Align and Prompt: Video-and-Language Pre-Training With Entity Prompts

DONGXU LI; Junnan Li; Hongdong Li; Juan Carlos Niebles; Steven C.H. Hoi

2022 CVPR CVPR 2022

Align and Prompt: Video-and-Language Pre-Training With Entity Prompts

Abstract

Video-and-language pre-training has shown promising improvements on various downstream tasks. Most previous methods capture cross-modal interactions with a transformer-based multimodal encoder, not fully addressing the misalignment between unimodal video and text features. Besides, learning fine-grained visual-language alignment usually requires off-the-shelf object detectors to provide object information, which is bottlenecked by the detector's limited vocabulary and expensive computation cost. We propose Align and Prompt: an efficient and effective video-and-language pre-training framework with better cross-modal alignment. First, we introduce a video-text contrastive (VTC) loss to align unimodal video-text features at the instance level, which eases the modeling of cross-modal interactions. Then, we propose a new visually-grounded pre-training task, prompting entity modeling (PEM), which aims to learn fine-grained region-entity alignment.
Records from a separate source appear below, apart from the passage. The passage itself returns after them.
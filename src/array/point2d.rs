use arrow_buffer::ScalarBuffer;

use crate::array::Array2D;
use crate::error::{Result, Vectorized2DError};
use crate::trait_::Array2DTrait;

/// An array of points in a Cartesian plane, stored as `(x, y)` rows.
///
/// See [`EuclideanDistance`](crate::algorithm::planar::EuclideanDistance) for distances between
/// point arrays.
#[derive(Debug, Clone, PartialEq)]
pub struct Point2D {
    pub(crate) array: Array2D,
}

impl Point2D {
    /// Construct a new Point2D from an interleaved `x, y` buffer.
    ///
    /// # Errors
    ///
    /// - if the buffer is empty or has an odd length
    pub fn try_new(coords: ScalarBuffer<f64>) -> Result<Self> {
        Ok(Self {
            array: Array2D::try_new(coords)?,
        })
    }

    /// A single point.
    pub fn from_xy(x: f64, y: f64) -> Self {
        Self {
            array: Array2D::from_pair(x, y),
        }
    }

    /// Iterate over the points as [`geo::Point`]s.
    pub fn iter_geo(&self) -> impl Iterator<Item = geo::Point> + '_ {
        self.iter_rows().map(|[x, y]| geo::Point::new(x, y))
    }
}

impl Array2DTrait for Point2D {
    fn as_array2d(&self) -> &Array2D {
        &self.array
    }

    fn into_array2d(self) -> Array2D {
        self.array
    }

    fn from_array2d(array: Array2D) -> Self {
        Self { array }
    }
}

impl From<Array2D> for Point2D {
    fn from(array: Array2D) -> Self {
        Self { array }
    }
}

impl TryFrom<Vec<[f64; 2]>> for Point2D {
    type Error = Vectorized2DError;

    fn try_from(value: Vec<[f64; 2]>) -> std::result::Result<Self, Self::Error> {
        Ok(Array2D::try_from(value)?.into())
    }
}

impl TryFrom<&[geo::Point]> for Point2D {
    type Error = Vectorized2DError;

    fn try_from(value: &[geo::Point]) -> std::result::Result<Self, Self::Error> {
        let coords: Vec<f64> = value.iter().flat_map(|p| [p.x(), p.y()]).collect();
        Self::try_new(coords.into())
    }
}

impl TryFrom<Vec<geo::Point>> for Point2D {
    type Error = Vectorized2DError;

    fn try_from(value: Vec<geo::Point>) -> std::result::Result<Self, Self::Error> {
        value.as_slice().try_into()
    }
}

#[cfg(test)]
mod test {
    use super::*;
    use crate::test::point::{p0, p1, p2, point_array};

    #[test]
    fn from_geo_points() {
        let points = point_array();
        assert_eq!(points.len(), 3);
        assert_eq!(points.row(0), [p0().x(), p0().y()]);
        assert_eq!(points.iter_geo().collect::<Vec<_>>(), vec![p0(), p1(), p2()]);
    }

    #[test]
    fn single_point() {
        let p = Point2D::from_xy(1.0, 2.0);
        assert!(p.is_single());
        assert_eq!(p.x1().value(0), 1.0);
        assert_eq!(p.x2().value(0), 2.0);
    }

    #[test]
    fn empty_points_rejected() {
        let points: Vec<geo::Point> = vec![];
        assert!(Point2D::try_from(points).unwrap_err().is_shape_error());
    }
}
//! Broadcasting of scalar-or-array arguments and of operand row counts.

mod primitive;
mod shape;

pub use primitive::{BroadcastableF64, BroadcastablePrimitive};
pub(crate) use shape::broadcast_index;
pub use shape::{broadcast_len, broadcast_lens};
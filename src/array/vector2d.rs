use arrow_array::Float64Array;

use crate::algorithm::broadcasting::{broadcast_len, BroadcastableF64};
use crate::algorithm::native::{unary_f64, unary_rows};
use crate::array::Array2D;
use crate::error::Result;
use crate::trait_::Array2DTrait;
use crate::units::{wrap_tau, AngleUnits};

/// An array of physical vectors, stored as `(m·cos d, m·sin d)` rows for a magnitude `m` and a
/// direction `d` in radians.
///
/// ```
/// use std::f64::consts::FRAC_PI_2;
/// use approx::assert_relative_eq;
/// use vectorized2d::array::Vector2D;
/// use vectorized2d::units::AngleUnits;
///
/// let v = Vector2D::try_from_polar(2.0, vec![0.0, 90.0, 180.0], AngleUnits::Degrees).unwrap();
/// let direction = v.direction();
///
/// assert_relative_eq!(direction.value(1), FRAC_PI_2, max_relative = 1e-12);
/// ```
#[derive(Debug, Clone, PartialEq)]
pub struct Vector2D {
    pub(crate) array: Array2D,
}

impl Vector2D {
    /// Build vectors from magnitudes and directions.
    ///
    /// Either argument may be a scalar or an array. A scalar (or a single-value array) is paired
    /// with every value of the other argument.
    ///
    /// # Errors
    ///
    /// - if both arguments are arrays of different lengths, or both are empty
    pub fn try_from_polar(
        magnitude: impl Into<BroadcastableF64>,
        direction: impl Into<BroadcastableF64>,
        direction_units: AngleUnits,
    ) -> Result<Self> {
        let magnitude = magnitude.into();
        let direction = direction.into().map(|d| direction_units.to_radians(d));
        magnitude.check_no_nulls()?;
        direction.check_no_nulls()?;
        let len = broadcast_len(magnitude.broadcast_len(), direction.broadcast_len())?;

        let coords = unary_rows(len, |i| {
            let (m, d) = (magnitude.value(i), direction.value(i));
            [m * d.cos(), m * d.sin()]
        });
        Ok(Self {
            array: Array2D::try_new(coords.into())?,
        })
    }

    /// Direction of every vector, in radians within `[0, 2π)`.
    pub fn direction(&self) -> Float64Array {
        let array = &self.array;
        unary_f64(array.len(), |i| {
            let [x1, x2] = array.row(i);
            wrap_tau(x2.atan2(x1))
        })
    }

    /// Magnitude of every vector.
    pub fn magnitude(&self) -> Float64Array {
        self.norm()
    }
}

impl Array2DTrait for Vector2D {
    fn as_array2d(&self) -> &Array2D {
        &self.array
    }

    fn into_array2d(self) -> Array2D {
        self.array
    }

    fn from_array2d(array: Array2D) -> Self {
        Self { array }
    }
}

impl From<Array2D> for Vector2D {
    fn from(array: Array2D) -> Self {
        Self { array }
    }
}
To achieve this, we first introduce an entity prompter module, which is trained with VTC to produce the similarity between a video crop and text prompts instantiated with entity names. The PEM task then asks the model to predict the entity pseudo-labels (i.e normalized similarity scores) for randomly-selected video crops. The resulting pre-trained model achieves state-of-the-art performance on both text-video retrieval and videoQA, outperforming prior work by a substantial margin. Our code and pre-trained models are available at https://github.com/salesforce/ALPRO.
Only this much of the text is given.